• _Exercise goal_: Given the material below, output exactly the lines from the line with "use opentelemetry_sdk::trace::SdkTracerProvider;" to the line with "meter: SdkMeterProvider::builder()", both ends included, and no other lines.

• _Data to use_:
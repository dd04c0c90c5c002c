//! Metric instrument factories for jobs-rs.
//!
//! Uses the OTel Meter API with the globally-registered `MeterProvider`.
//! All instruments are created lazily from the `"jobs-rs"` meter. Without a
//! registered provider they are no-ops.

use opentelemetry::metrics::{Counter, Histogram, Meter};

/// Returns the shared meter for jobs-rs instruments.
fn meter() -> Meter {
    opentelemetry::global::meter(super::SERVICE_NAME)
}

/// Counter: job state transitions.
/// Labels: `kind`, `from`, `to`.
pub fn job_state_transitions() -> Counter<u64> {
    meter()
        .u64_counter("jobs.state_transitions")
        .with_description("Number of job state transitions")
        .build()
}

/// Counter: jobs launched by `run()`.
/// Labels: `kind`.
pub fn jobs_launched() -> Counter<u64> {
    meter()
        .u64_counter("jobs.launched")
        .with_description("Number of jobs launched")
        .build()
}

/// Histogram: time from launch to terminal state, in milliseconds.
/// Labels: `kind`, `state`.
pub fn job_duration_ms() -> Histogram<f64> {
    meter()
        .f64_histogram("jobs.duration_ms")
        .with_description("Job duration from launch to terminal state")
        .with_unit("ms")
        .build()
}

/// Counter: sub-jobs registered with aggregators.
pub fn sub_jobs_added() -> Counter<u64> {
    meter()
        .u64_counter("jobs.sub_jobs_added")
        .with_description("Number of sub-jobs added to aggregators")
        .build()
}
//! Typed configuration from environment variables.
//!
//! Loads once at startup. Every variable is optional; a variable that is
//! set but does not parse is an error rather than a silent default.

use std::num::NonZeroUsize;

use crate::error::{Error, Result};

/// Default capacity of an event subscription.
pub const DEFAULT_EVENT_CAPACITY: usize = 256;

#[derive(Debug, Clone, PartialEq, Eq)]
pub struct Config {
    /// Blocking threads available to jobs run on the tokio worker
    /// (`JOBS_WORKER_THREADS`, default: available parallelism).
    pub worker_threads: usize,
    /// Buffer size for `event::subscribe` (`JOBS_EVENT_CAPACITY`).
    pub event_capacity: usize,
    pub otel_endpoint: Option<String>,
    pub log_level: String,
}

impl Config {
    /// Load configuration from environment variables.
    ///
    /// In local dev, call `dotenvy::dotenv().ok()` before this.
    pub fn from_env() -> Result<Self> {
        Self::from_lookup(|name| std::env::var(name).ok())
    }

    /// Load configuration through `lookup`, which maps a variable name to
    /// its value.
    pub fn from_lookup<F>(lookup: F) -> Result<Self>
    where
        F: Fn(&str) -> Option<String>,
    {
        let worker_threads = match lookup("JOBS_WORKER_THREADS") {
            Some(value) => positive("JOBS_WORKER_THREADS", &value)?,
            None => std::thread::available_parallelism().map_or(1, NonZeroUsize::get),
        };
        let event_capacity = match lookup("JOBS_EVENT_CAPACITY") {
            Some(value) => positive("JOBS_EVENT_CAPACITY", &value)?,
            None => DEFAULT_EVENT_CAPACITY,
        };

        Ok(Self {
            worker_threads,
            event_capacity,
            otel_endpoint: lookup("OTEL_ENDPOINT").filter(|endpoint| !endpoint.is_empty()),
            log_level: lookup("LOG_LEVEL").unwrap_or_else(|| "info".to_string()),
        })
    }
}

fn positive(name: &str, value: &str) -> Result<usize> {
    value
        .trim()
        .parse::<NonZeroUsize>()
        .map(NonZeroUsize::get)
        .map_err(|e| Error::Config(format!("{name}={value:?} is not a positive integer: {e}")))
}
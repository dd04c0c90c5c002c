//! Logging and OpenTelemetry wiring for the `jobs` binary.
//!
//! Job spans and metric instruments live in the submodules and work whether
//! or not [`init_telemetry`] ran; without a subscriber they are no-ops.

pub mod job;
pub mod metrics;

use std::fmt::Display;

use opentelemetry_sdk::logs::SdkLoggerProvider;
use opentelemetry_sdk::metrics::SdkMeterProvider;
use opentelemetry_sdk::trace::SdkTracerProvider;

use crate::error::{Error, Result};

/// Name reported on every span, metric and log record.
pub const SERVICE_NAME: &str = "jobs-rs";

pub struct TelemetryConfig {
    /// OTLP gRPC endpoint. `None` keeps output on stderr.
    pub endpoint: Option<String>,
    pub service_name: String,
    /// Filter used when `RUST_LOG` is unset.
    pub log_level: String,
}

impl TelemetryConfig {
    pub fn from_config(config: &crate::config::Config) -> Self {
        Self {
            endpoint: config.otel_endpoint.clone(),
            service_name: SERVICE_NAME.to_string(),
            log_level: config.log_level.clone(),
        }
    }
}

/// The three OTLP pipelines, built together so a partial setup never leaks.
struct Exporters {
    tracer: SdkTracerProvider,
    meter: SdkMeterProvider,
    logger: SdkLoggerProvider,
}

impl Exporters {
    fn connect(endpoint: &str, service_name: &str) -> Result<Self> {
        use opentelemetry_otlp::{LogExporter, MetricExporter, SpanExporter, WithExportConfig as _};

        let resource = opentelemetry_sdk::Resource::builder()
            .with_service_name(service_name.to_string())
            .build();

        let spans = SpanExporter::builder()
            .with_tonic()
            .with_endpoint(endpoint)
            .build()
            .map_err(exporter_error("span"))?;
        let metrics = MetricExporter::builder()
            .with_tonic()
            .with_endpoint(endpoint)
            .build()
            .map_err(exporter_error("metric"))?;
        let logs = LogExporter::builder()
            .with_tonic()
            .with_endpoint(endpoint)
            .build()
            .map_err(exporter_error("log"))?;

        let exporters = Self {
            tracer: SdkTracerProvider::builder()
                .with_batch_exporter(spans)
                .with_resource(resource.clone())
                .build(),
            meter: SdkMeterProvider::builder()
                .with_periodic_exporter(metrics)
                .with_resource(resource.clone())
                .build(),
            logger: SdkLoggerProvider::builder()
                .with_batch_exporter(logs)
                .with_resource(resource)
                .build(),
        };
        // Job instruments resolve through the global meter.
        opentelemetry::global::set_meter_provider(exporters.meter.clone());
        Ok(exporters)
    }

    fn flush(&self) {
        let _ = self.tracer.force_flush();
        let _ = self.meter.force_flush();
        let _ = self.logger.force_flush();
    }

    fn shutdown(self) {
        let _ = self.logger.shutdown();
        let _ = self.meter.shutdown();
        let _ = self.tracer.shutdown();
    }
}

fn exporter_error<E: Display>(signal: &'static str) -> impl FnOnce(E) -> Error {
    move |e| Error::Other(format!("failed to create OTLP {signal} exporter: {e}"))
}

/// Keeps the OTLP pipelines alive. Dropping it flushes and shuts them down.
pub struct TelemetryGuard {
    exporters: Option<Exporters>,
}

impl TelemetryGuard {
    /// Push everything buffered so far to the collector.
    pub fn force_flush(&self) {
        if let Some(exporters) = &self.exporters {
            exporters.flush();
        }
    }
}

impl Drop for TelemetryGuard {
    fn drop(&mut self) {
        if let Some(exporters) = self.exporters.take() {
            exporters.shutdown();
        }
    }
}

/// Install the global subscriber: compact stderr output, plus OTLP traces,
/// metrics and logs when an endpoint is configured.
///
/// # Errors
///
/// Fails on an unparsable log level, an exporter that cannot be built, or a
/// subscriber that was already installed.
pub fn init_telemetry(config: TelemetryConfig) -> Result<TelemetryGuard> {
    use opentelemetry::trace::TracerProvider as _;
    use tracing_subscriber::EnvFilter;
    use tracing_subscriber::layer::SubscriberExt as _;
    use tracing_subscriber::util::SubscriberInitExt as _;

    let filter = EnvFilter::try_from_default_env()
        .or_else(|_| EnvFilter::try_new(&config.log_level))
        .map_err(|e| Error::Config(format!("invalid log level {:?}: {e}", config.log_level)))?;

    let exporters = config
        .endpoint
        .as_deref()
        .map(|endpoint| Exporters::connect(endpoint, &config.service_name))
        .transpose()?;

    // Absent layers are no-ops.
    let trace_layer = exporters.as_ref().map(|e| {
        tracing_opentelemetry::layer().with_tracer(e.tracer.tracer(SERVICE_NAME))
    });
    let log_layer = exporters.as_ref().map(|e| {
        opentelemetry_appender_tracing::layer::OpenTelemetryTracingBridge::new(&e.logger)
    });

    tracing_subscriber::registry()
        .with(filter)
        .with(
            tracing_subscriber::fmt::layer()
                .compact()
                .with_writer(std::io::stderr),
        )
        .with(trace_layer)
        .with(log_layer)
        .try_init()
        .map_err(|e| Error::Other(format!("failed to init tracing subscriber: {e}")))?;

    Ok(TelemetryGuard { exporters })
}
// ---------------------------------------------------------------------------
// Counters
// ---------------------------------------------------------------------------

#[test]
fn fresh_aggregator_is_empty() {
    let agg = Aggregator::new("empty");
    assert_eq!(agg.kind(), JobKind::Aggregator);
    assert_eq!(agg.state(), JobState::Waiting);
    assert_eq!(agg.work_units(), (0, 0));
    assert!(agg.sub_jobs().is_empty());
}

#[test]
fn half_weight_adds_fifty_units() {
    let agg = Aggregator::new("half");
    agg.add(&noop("j"), 0.5).unwrap();
    assert_eq!(agg.total_work_units(), 50);
}

#[test]
fn two_half_weight_jobs_report_in_quarters() {
    let agg = Aggregator::new("a");
    let j1 = noop("j1");
    let j2 = noop("j2");
    agg.add(&j1, 0.5).unwrap();
    agg.add(&j2, 0.5).unwrap();
    assert_eq!(agg.work_units(), (0, 100));

    j1.done_work(50);
    assert_eq!(agg.work_units(), (25, 100));

    j2.done_work(100);
    assert_eq!(agg.done_work_units(), 75);

    j1.done_work(100);
    assert_eq!(agg.done_work_units(), 100);
    assert_eq!(agg.progress(), 1.0);
}

#[test]
fn uneven_weights_scale_progress() {
    let agg = Aggregator::new("weighted");
    let light = noop("light");
    let heavy = noop("heavy");
    agg.add(&light, 0.5).unwrap();
    agg.add(&heavy, 1.5).unwrap();
    assert_eq!(agg.total_work_units(), 200);

    heavy.done_work(50);
    assert_eq!(agg.done_work_units(), 75);

    light.done_work(100);
    assert_eq!(agg.done_work_units(), 125);
}

#[test]
fn existing_progress_is_counted_on_add() {
    let agg = Aggregator::new("late");
    let job = noop("half-done");
    job.done_work(40);
    agg.add(&job, 1.0).unwrap();
    assert_eq!(agg.work_units(), (40, 100));
}

#[test]
fn progress_moving_backwards_is_reflected() {
    let agg = Aggregator::new("rewind");
    let job = noop("j");
    agg.add(&job, 1.0).unwrap();

    job.done_work(80);
    job.done_work(20);
    assert_eq!(agg.done_work_units(), 20);
}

• _Written answer_:
use opentelemetry_sdk::trace::SdkTracerProvider;

use crate::error::{Error, Result};

/// Name reported on every span, metric and log record.
pub const SERVICE_NAME: &str = "jobs-rs";

pub struct TelemetryConfig {
    /// OTLP gRPC endpoint. `None` keeps output on stderr.
    pub endpoint: Option<String>,
    pub service_name: String,
    /// Filter used when `RUST_LOG` is unset.
    pub log_level: String,
}

impl TelemetryConfig {
    pub fn from_config(config: &crate::config::Config) -> Self {
        Self {
            endpoint: config.otel_endpoint.clone(),
            service_name: SERVICE_NAME.to_string(),
            log_level: config.log_level.clone(),
        }
    }
}

/// The three OTLP pipelines, built together so a partial setup never leaks.
struct Exporters {
    tracer: SdkTracerProvider,
    meter: SdkMeterProvider,
    logger: SdkLoggerProvider,
}

impl Exporters {
    fn connect(endpoint: &str, service_name: &str) -> Result<Self> {
        use opentelemetry_otlp::{LogExporter, MetricExporter, SpanExporter, WithExportConfig as _};

        let resource = opentelemetry_sdk::Resource::builder()
            .with_service_name(service_name.to_string())
            .build();

        let spans = SpanExporter::builder()
            .with_tonic()
            .with_endpoint(endpoint)
            .build()
            .map_err(exporter_error("span"))?;
        let metrics = MetricExporter::builder()
            .with_tonic()
            .with_endpoint(endpoint)
            .build()
            .map_err(exporter_error("metric"))?;
        let logs = LogExporter::builder()
            .with_tonic()
            .with_endpoint(endpoint)
            .build()
            .map_err(exporter_error("log"))?;

        let exporters = Self {
            tracer: SdkTracerProvider::builder()
                .with_batch_exporter(spans)
                .with_resource(resource.clone())
                .build(),
            meter: SdkMeterProvider::builder()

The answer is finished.